Institutions shape both socioeconomic outcomes and patterns of citizenship. The institutions imposed upon Native Alaskans have done both to detrimental effect. A vast gulf of inequality remains between urban and rural Alaskans, and the promises of ANCSA have gone unfulfilled in most villages. But the failure of “The Great Experiment” goes far beyond intransigent underdevelopment. Alaska’s policies toward its Native population have also shaped a new kind of citizen: one for whom political recognition and resource allocation is conditional upon the demonstration of scarcity and distress. As an informal social contract between the state and its most disadvantaged residents, the performance of vulnerability as a kind of political currency both perpetuates dependence and corrodes democracy.

Permanent, institutionalized vulnerability is troubling enough when it simply serves to discourage dissent and protect resource development, as it has in Alaska for four decades. But climate change and its destabilizing consequences have transformed the status of Native Alaskans into potential moral catastrophe for the state.

Conclusion: Canaries in the Coal Mine


It is a great, unappreciated political irony that the center of U.S. petroleum production also happens to be the developed world’s early warming system, and home to its first wave of climate refugees. The melting Arctic is itself an engine of serious climate feedback effects: melting permafrost generates methane, a greenhouse gas some 25 times more potent than carbon dioxide. Arctic sea ice retreats further each year, and some estimates now anticipate its complete disappearance within the next two years. The new climate realities of a permanently altered Arctic have pulled back the curtain on the fossil fuel industry right in its own cozy, tax-sheltered, all-American backyard. At this point even Sarah Palin admits global warming is real.

The plight of climate-imperiled Native villages throughout Alaska also sheds much-needed light on forty years of failed indigenous policy. The price of resource development has been the invention of a permanent underclass, whose only access to the apparent benefits of full citizenship is through the expression of distress. Yet even the ultimate declaration of distress—full-fledged, climate-driven destruction in villages like Kivalina—cannot and will not engage meaningful intervention of a state that has completely excused itself from direct responsibility for and accountability to its Native population. Instead, rural Alaskan distress will continue to be strategically leveraged by the actors and agencies that have come to depend upon the maintenance of Native Alaska as a permanent vulnerability project and potent political symbol.

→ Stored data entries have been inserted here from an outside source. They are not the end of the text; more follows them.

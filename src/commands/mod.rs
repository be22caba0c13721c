//! Command implementations

pub mod play;

pub use play::{PlayConfig, SessionSummary, play_round, run_session};
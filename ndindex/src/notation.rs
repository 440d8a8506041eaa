/*
 * Copyright (c) Meta Platforms, Inc. and affiliates.
 * All rights reserved.
 *
 * This source code is licensed under the BSD-style license found in the
 * LICENSE file in the root directory of this source tree.
 */

//! The canonical text form of index expressions.
//!
//! An expression is written inside a pair of brackets, with its
//! components separated by `, `:
//!
//! ```
//! use ndindex::dsl::*;
//! use ndindex::from_text;
//! use ndindex::to_text;
//!
//! let expr = tuple([int(-1), range(..3), ellipsis()]);
//! assert_eq!(to_text(&expr).unwrap(), "[-1, :3, ...]");
//! assert_eq!(from_text("[-1, :3, ...]").unwrap(), expr);
//! ```
//!
//! Text and timestamps are wrapped in [`ESCAPE`] markers so that
//! their contents are never mistaken for structure. A value that
//! itself contains the marker does not round-trip: a token is only
//! unwrapped when it carries exactly two markers.

use std::fmt;
use std::str::FromStr;

use itertools::Itertools;

use crate::index::Bound;
use crate::index::Index;
use crate::index::IndexExpr;
use crate::index::Range;

mod lexer;
mod parse;

pub use parse::DecodeError;

/// Wraps text and timestamp values.
pub const ESCAPE: char = '`';

/// All remaining dimensions.
pub const ELLIPSIS: &str = "...";

/// The explicit empty selection.
pub const EMPTY_TUPLE: &str = "()";

/// An absent bound.
pub const NONE: &str = "None";

/// Errors that occur while reading or writing index notation.
#[derive(Debug, thiserror::Error)]
#[non_exhaustive]
pub enum NotationError {
    #[error("invalid index notation `{input}`: shall be enclosed in brackets: `[{input}]`")]
    Unbracketed { input: String },

    #[error("invalid index notation `{input}`: no components")]
    Empty { input: String },

    #[error("invalid index notation `{input}`: brackets cannot be nested")]
    NestedBrackets { input: String },

    #[error("an index expression can only have a single ellipsis, got {count}")]
    MultipleEllipses { count: usize },

    #[error("invalid component `{component}`")]
    InvalidComponent {
        component: String,
        #[source]
        source: DecodeError,
    },
}

/// Render `expr` in canonical notation.
pub fn to_text(expr: &IndexExpr) -> Result<String, NotationError> {
    let count = expr.ellipsis_count();
    if count > 1 {
        return Err(NotationError::MultipleEllipses { count });
    }
    let text = expr.to_string();
    tracing::trace!(%text, "encoded index expression");
    Ok(text)
}

/// Parse an expression from canonical notation.
pub fn from_text(input: &str) -> Result<IndexExpr, NotationError> {
    match parse::expression(input) {
        Ok(expr) => {
            tracing::trace!(input, ?expr, "decoded index expression");
            Ok(expr)
        }
        Err(err) => {
            tracing::debug!(input, error = %err, "rejected index notation");
            Err(err)
        }
    }
}

impl FromStr for IndexExpr {
    type Err = NotationError;

    fn from_str(s: &str) -> Result<Self, Self::Err> {
        from_text(s)
    }
}

fn write_float(f: &mut fmt::Formatter<'_>, x: f64) -> fmt::Result {
    let s = x.to_string();
    if x.is_finite() && !s.contains('.') {
        write!(f, "{}.0", s)
    } else {
        f.write_str(&s)
    }
}

impl fmt::Display for Bound {
    fn fmt(&self, f: &mut fmt::Formatter<'_>) -> fmt::Result {
        match self {
            Bound::Integer(n) => write!(f, "{}", n),
            Bound::Float(x) => write_float(f, *x),
            Bound::Text(s) => write!(f, "{ESCAPE}{s}{ESCAPE}"),
            Bound::Instant(t) => write!(f, "{ESCAPE}{t}{ESCAPE}"),
        }
    }
}

impl fmt::Display for Range {
    fn fmt(&self, f: &mut fmt::Formatter<'_>) -> fmt::Result {
        let text = [&self.start, &self.stop, &self.step]
            .into_iter()
            .map(|bound| match bound {
                Some(bound) => bound.to_string(),
                None => String::new(),
            })
            .join(":");
        f.write_str(text.strip_suffix(':').unwrap_or(&text))
    }
}

impl fmt::Display for Index {
    fn fmt(&self, f: &mut fmt::Formatter<'_>) -> fmt::Result {
        match self {
            Index::Wildcard => f.write_str(":"),
            Index::Ellipsis => f.write_str(ELLIPSIS),
            Index::EmptyTuple => f.write_str(EMPTY_TUPLE),
            Index::Integer(n) => write!(f, "{}", n),
            Index::Float(x) => write_float(f, *x),
            Index::Text(s) => write!(f, "{ESCAPE}{s}{ESCAPE}"),
            Index::Instant(t) => write!(f, "{ESCAPE}{t}{ESCAPE}"),
            Index::Range(range) => write!(f, "{}", range),
        }
    }
}

impl fmt::Display for IndexExpr {
    fn fmt(&self, f: &mut fmt::Formatter<'_>) -> fmt::Result {
        if self.is_empty_tuple() {
            return write!(f, "[{EMPTY_TUPLE}]");
        }
        write!(f, "[{}]", self.components().iter().join(", "))
    }
}
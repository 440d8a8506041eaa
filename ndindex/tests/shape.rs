/*
 * Copyright (c) Meta Platforms, Inc. and affiliates.
 * All rights reserved.
 *
 * This source code is licensed under the BSD-style license found in the
 * LICENSE file in the root directory of this source tree.
 */

use anyhow::Result;
use ndindex::IndexError;
use ndindex::IndexExpr;
use ndindex::IntRange;
use ndindex::Range;
use ndindex::dsl::*;
use ndindex::from_text;
use ndindex::resolve_range;
use ndindex::shape_from_index;

const SHAPE: [i64; 3] = [361, 720, 4];

#[test]
fn test_shape_from_index() -> Result<()> {
    let cases: [(IndexExpr, &[i64]); 5] = [
        (tuple([range(1..)]), &[360, 720, 4]),
        (tuple([range(1..), range(1..)]), &[360, 719, 4]),
        (tuple([range(..), range(..)]), &[361, 720, 4]),
        (tuple([range(..), range(..), int(0)]), &[361, 720]),
        (0_i64.into(), &[720, 4]),
    ];
    for (index, expected) in cases {
        assert_eq!(shape_from_index(&SHAPE, &index)?, expected, "{index}");
    }
    Ok(())
}

#[test]
fn test_shape_from_text() -> Result<()> {
    let index = from_text("[10:20, ..., -2:]")?;
    assert_eq!(shape_from_index(&SHAPE, &index)?, vec![10, 720, 2]);
    let index = from_text("[1]")?;
    assert_eq!(shape_from_index(&SHAPE, &index)?, vec![720, 4]);
    Ok(())
}

#[test]
fn test_shape_errors() {
    assert!(matches!(
        shape_from_index(&SHAPE, &Range::full().with_step(2_i64).into()),
        Err(IndexError::NonUnitStep { .. })
    ));
    assert!(matches!(
        shape_from_index(&[2, 2], &tuple([int(0), int(0), int(0)])),
        Err(IndexError::TooManyIndices { ndim: 2, count: 3 })
    ));
    assert!(matches!(
        shape_from_index(&SHAPE, &tuple([text("lat"), range(..)])),
        Err(IndexError::UnsupportedComponent { dim: 0, .. })
    ));
}

#[test]
fn test_resolve_range() {
    assert_eq!(resolve_range(10, None), (0, 10, 1));
    assert_eq!(resolve_range(10, Some(&(..10).into())), (0, 10, 1));
    let strided = IntRange::new(Some(1), Some(5), Some(3));
    assert_eq!(resolve_range(10, Some(&strided)), (1, 5, 3));
    assert_eq!(resolve_range(2, Some(&strided)), (1, 5, 3));
}
/*
 * Copyright (c) Meta Platforms, Inc. and affiliates.
 * All rights reserved.
 *
 * This source code is licensed under the BSD-style license found in the
 * LICENSE file in the root directory of this source tree.
 */

use std::ops::Range;

use crate::notation::ESCAPE;

/// A lexer that knows which positions of its input are structural.
///
/// Delimiters inside an escaped run (text between a pair of
/// [`ESCAPE`] markers) are content, not structure. Markers pair up
/// left to right; a trailing unpaired marker is ordinary content.
pub(crate) struct Lexer<'a> {
    str: &'a str,
    escaped: Vec<Range<usize>>,
}

impl<'a> Lexer<'a> {
    pub(crate) fn new(str: &'a str) -> Self {
        let markers: Vec<usize> = str.match_indices(ESCAPE).map(|(pos, _)| pos).collect();
        let escaped = markers
            .chunks_exact(2)
            .map(|pair| pair[0]..pair[1] + ESCAPE.len_utf8())
            .collect();
        Self { str, escaped }
    }

    fn is_structural(&self, pos: usize) -> bool {
        !self.escaped.iter().any(|span| span.contains(&pos))
    }

    /// The position of the first structural character matching
    /// `pred`.
    pub(crate) fn find(&self, pred: impl Fn(char) -> bool) -> Option<usize> {
        self.str
            .char_indices()
            .find(|&(pos, c)| pred(c) && self.is_structural(pos))
            .map(|(pos, _)| pos)
    }

    /// Split on every structural occurrence of `delim`. Pieces are
    /// returned untrimmed.
    pub(crate) fn split(&self, delim: char) -> Vec<&'a str> {
        let mut pieces = Vec::new();
        let mut begin = 0;
        for (pos, c) in self.str.char_indices() {
            if c == delim && self.is_structural(pos) {
                pieces.push(&self.str[begin..pos]);
                begin = pos + c.len_utf8();
            }
        }
        pieces.push(&self.str[begin..]);
        pieces
    }
}
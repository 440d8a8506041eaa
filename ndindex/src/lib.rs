/*
 * Copyright (c) Meta Platforms, Inc. and affiliates.
 * All rights reserved.
 *
 * This source code is licensed under the BSD-style license found in the
 * LICENSE file in the root directory of this source tree.
 */

//! Index expressions for n-dimensional arrays.
//!
//! Provides [`IndexExpr`], a structured index expression (integers,
//! ranges, an ellipsis, and scalar labels, floats and instants used
//! for coordinate lookups), together with:
//!
//! - a compact, bracketed text notation for storing and transmitting
//!   expressions ([`to_text`], [`from_text`]); and
//! - shape derivation: the shape of the view an expression selects
//!   from an array of known shape ([`shape_from_index`]).
//!
//! All operations are pure functions over immutable values.

/// Structured index expressions.
pub mod index;

/// Dates and times carried by index expressions.
pub mod instant;

/// Conversion to and from the canonical text notation.
pub mod notation;

/// Shape derivation and range materialization.
pub mod shape;

/// A scalar allowed as a range bound.
pub use index::Bound;
/// One component of an index expression.
pub use index::Index;
/// A complete index expression.
pub use index::IndexExpr;
/// A range with independently optional bounds of any scalar kind.
pub use index::Range;
/// DSL-style constructors for building `IndexExpr` values.
pub use index::dsl;
pub use instant::Instant;
pub use instant::InstantError;
pub use notation::NotationError;
pub use notation::from_text;
pub use notation::to_text;
pub use shape::IndexError;
pub use shape::IntRange;
pub use shape::resolve_range;
pub use shape::shape_from_index;

/// Property-based generators for randomized test input.
#[cfg(test)]
pub mod strategy;
/*
 * Copyright (c) Meta Platforms, Inc. and affiliates.
 * All rights reserved.
 *
 * This source code is licensed under the BSD-style license found in the
 * LICENSE file in the root directory of this source tree.
 */

//! The structured representation of index expressions.
//!
//! An [`IndexExpr`] is either a single [`Index`] or a tuple of them,
//! one per dimension. Components are plain integers, ellipses,
//! generalized ranges whose bounds may be any [`Bound`], or
//! standalone scalars (floats, text, instants) used for
//! coordinate-based lookups.
//!
//! Expressions are immutable values. Build them with the [`dsl`]
//! constructors or the `From` conversions:
//!
//! ```
//! use ndindex::IndexExpr;
//! use ndindex::dsl::*;
//!
//! let expr = tuple([range(1..), int(0), ellipsis()]);
//! assert_eq!(expr.to_string(), "[1:, 0, ...]");
//! ```

use serde::Deserialize;
use serde::Serialize;

use crate::instant::Instant;

/// A scalar allowed as a range bound.
#[derive(Debug, Clone, PartialEq, Serialize, Deserialize)]
pub enum Bound {
    Integer(i64),
    Float(f64),
    Text(String),
    Instant(Instant),
}

impl Bound {
    /// The integer value of this bound, if it is one.
    pub fn as_integer(&self) -> Option<i64> {
        match self {
            Bound::Integer(n) => Some(*n),
            _ => None,
        }
    }
}

impl From<i64> for Bound {
    fn from(n: i64) -> Self {
        Bound::Integer(n)
    }
}

impl From<f64> for Bound {
    fn from(x: f64) -> Self {
        Bound::Float(x)
    }
}

impl From<&str> for Bound {
    fn from(s: &str) -> Self {
        Bound::Text(s.to_string())
    }
}

impl From<String> for Bound {
    fn from(s: String) -> Self {
        Bound::Text(s)
    }
}

impl From<Instant> for Bound {
    fn from(instant: Instant) -> Self {
        Bound::Instant(instant)
    }
}

/// A generalized slice. Each bound is independently optional and
/// may be of any [`Bound`] kind, so numeric, text and datetime
/// ranges (and mixtures of them) are all representable.
#[derive(Debug, Clone, Default, PartialEq, Serialize, Deserialize)]
pub struct Range {
    pub start: Option<Bound>,
    pub stop: Option<Bound>,
    pub step: Option<Bound>,
}

impl Range {
    pub fn new(start: Option<Bound>, stop: Option<Bound>, step: Option<Bound>) -> Self {
        Self { start, stop, step }
    }

    /// The range `:`, selecting everything.
    pub fn full() -> Self {
        Self::default()
    }

    /// This range with its step replaced.
    pub fn with_step(self, step: impl Into<Bound>) -> Self {
        Self {
            step: Some(step.into()),
            ..self
        }
    }

    /// Whether all three bounds are absent.
    pub fn is_full(&self) -> bool {
        self.start.is_none() && self.stop.is_none() && self.step.is_none()
    }
}

impl From<std::ops::Range<i64>> for Range {
    fn from(r: std::ops::Range<i64>) -> Self {
        Self::new(Some(r.start.into()), Some(r.end.into()), None)
    }
}

impl From<std::ops::RangeFrom<i64>> for Range {
    fn from(r: std::ops::RangeFrom<i64>) -> Self {
        Self::new(Some(r.start.into()), None, None)
    }
}

impl From<std::ops::RangeTo<i64>> for Range {
    fn from(r: std::ops::RangeTo<i64>) -> Self {
        Self::new(None, Some(r.end.into()), None)
    }
}

impl From<std::ops::RangeFull> for Range {
    fn from(_: std::ops::RangeFull) -> Self {
        Self::full()
    }
}

/// One component of an index expression.
#[derive(Debug, Clone, PartialEq, Serialize, Deserialize)]
#[non_exhaustive]
pub enum Index {
    /// No constraint along this dimension. Rendered as `:`.
    Wildcard,

    /// All remaining dimensions.
    Ellipsis,

    /// The explicit empty selection `()`.
    EmptyTuple,

    /// A single position; removes the dimension when applied.
    Integer(i64),

    /// A standalone float, e.g. a coordinate value.
    Float(f64),

    /// A standalone label.
    Text(String),

    /// A standalone timestamp.
    Instant(Instant),

    Range(Range),
}

impl From<i64> for Index {
    fn from(n: i64) -> Self {
        Index::Integer(n)
    }
}

impl From<f64> for Index {
    fn from(x: f64) -> Self {
        Index::Float(x)
    }
}

impl From<&str> for Index {
    fn from(s: &str) -> Self {
        Index::Text(s.to_string())
    }
}

impl From<String> for Index {
    fn from(s: String) -> Self {
        Index::Text(s)
    }
}

impl From<Instant> for Index {
    fn from(instant: Instant) -> Self {
        Index::Instant(instant)
    }
}

impl From<Range> for Index {
    fn from(range: Range) -> Self {
        Index::Range(range)
    }
}

impl From<Bound> for Index {
    fn from(bound: Bound) -> Self {
        match bound {
            Bound::Integer(n) => Index::Integer(n),
            Bound::Float(x) => Index::Float(x),
            Bound::Text(s) => Index::Text(s),
            Bound::Instant(t) => Index::Instant(t),
        }
    }
}

/// A complete index expression.
#[derive(Debug, Clone, PartialEq, Serialize, Deserialize)]
pub enum IndexExpr {
    Single(Index),
    Tuple(Vec<Index>),
}

impl IndexExpr {
    /// The components of this expression, in order.
    pub fn components(&self) -> &[Index] {
        match self {
            IndexExpr::Single(index) => std::slice::from_ref(index),
            IndexExpr::Tuple(indices) => indices,
        }
    }

    /// The number of `Ellipsis` components.
    pub fn ellipsis_count(&self) -> usize {
        self.components()
            .iter()
            .filter(|index| matches!(index, Index::Ellipsis))
            .count()
    }

    /// Whether this is the reserved empty selection: `()` alone or a
    /// tuple with no components.
    pub fn is_empty_tuple(&self) -> bool {
        match self {
            IndexExpr::Single(Index::EmptyTuple) => true,
            IndexExpr::Tuple(indices) => indices.is_empty(),
            _ => false,
        }
    }
}

impl From<Index> for IndexExpr {
    fn from(index: Index) -> Self {
        IndexExpr::Single(index)
    }
}

impl From<i64> for IndexExpr {
    fn from(n: i64) -> Self {
        IndexExpr::Single(Index::Integer(n))
    }
}

impl From<Range> for IndexExpr {
    fn from(range: Range) -> Self {
        IndexExpr::Single(Index::Range(range))
    }
}

impl From<Vec<Index>> for IndexExpr {
    fn from(indices: Vec<Index>) -> Self {
        IndexExpr::Tuple(indices)
    }
}

impl FromIterator<Index> for IndexExpr {
    fn from_iter<I: IntoIterator<Item = Index>>(iter: I) -> Self {
        IndexExpr::Tuple(iter.into_iter().collect())
    }
}

// Compile-time check: expressions are shareable across threads.
fn _assert_index_traits()
where
    IndexExpr: Send + Sync + 'static,
{
}

/// Free constructors for index expressions.
pub mod dsl {
    use super::Bound;
    use super::Index;
    use super::IndexExpr;
    use super::Range;
    use crate::instant::Instant;

    pub fn wildcard() -> Index {
        Index::Wildcard
    }
    pub fn ellipsis() -> Index {
        Index::Ellipsis
    }
    pub fn empty() -> Index {
        Index::EmptyTuple
    }
    pub fn int(n: i64) -> Index {
        Index::Integer(n)
    }
    pub fn float(x: f64) -> Index {
        Index::Float(x)
    }
    pub fn text(s: impl Into<String>) -> Index {
        Index::Text(s.into())
    }
    pub fn instant(t: Instant) -> Index {
        Index::Instant(t)
    }
    pub fn range<R: Into<Range>>(r: R) -> Index {
        Index::Range(r.into())
    }
    /// A range from explicit, possibly absent, bounds.
    pub fn slice(start: Option<Bound>, stop: Option<Bound>, step: Option<Bound>) -> Index {
        Index::Range(Range::new(start, stop, step))
    }
    pub fn tuple<I: IntoIterator<Item = Index>>(indices: I) -> IndexExpr {
        indices.into_iter().collect()
    }
}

Rural Alaskans will continue to face immense challenges, and their capacity to successfully address those challenges must come—as it always has—from within communities themselves, not the state. And Alaska must end its Great Experiment in Native social engineering. The true extent of the damage it has done will only become clearer in coming years, as adaptation to environmental change will increasingly require access to the very same tools that half a century of Alaskan policy has worked so effectively to corrode.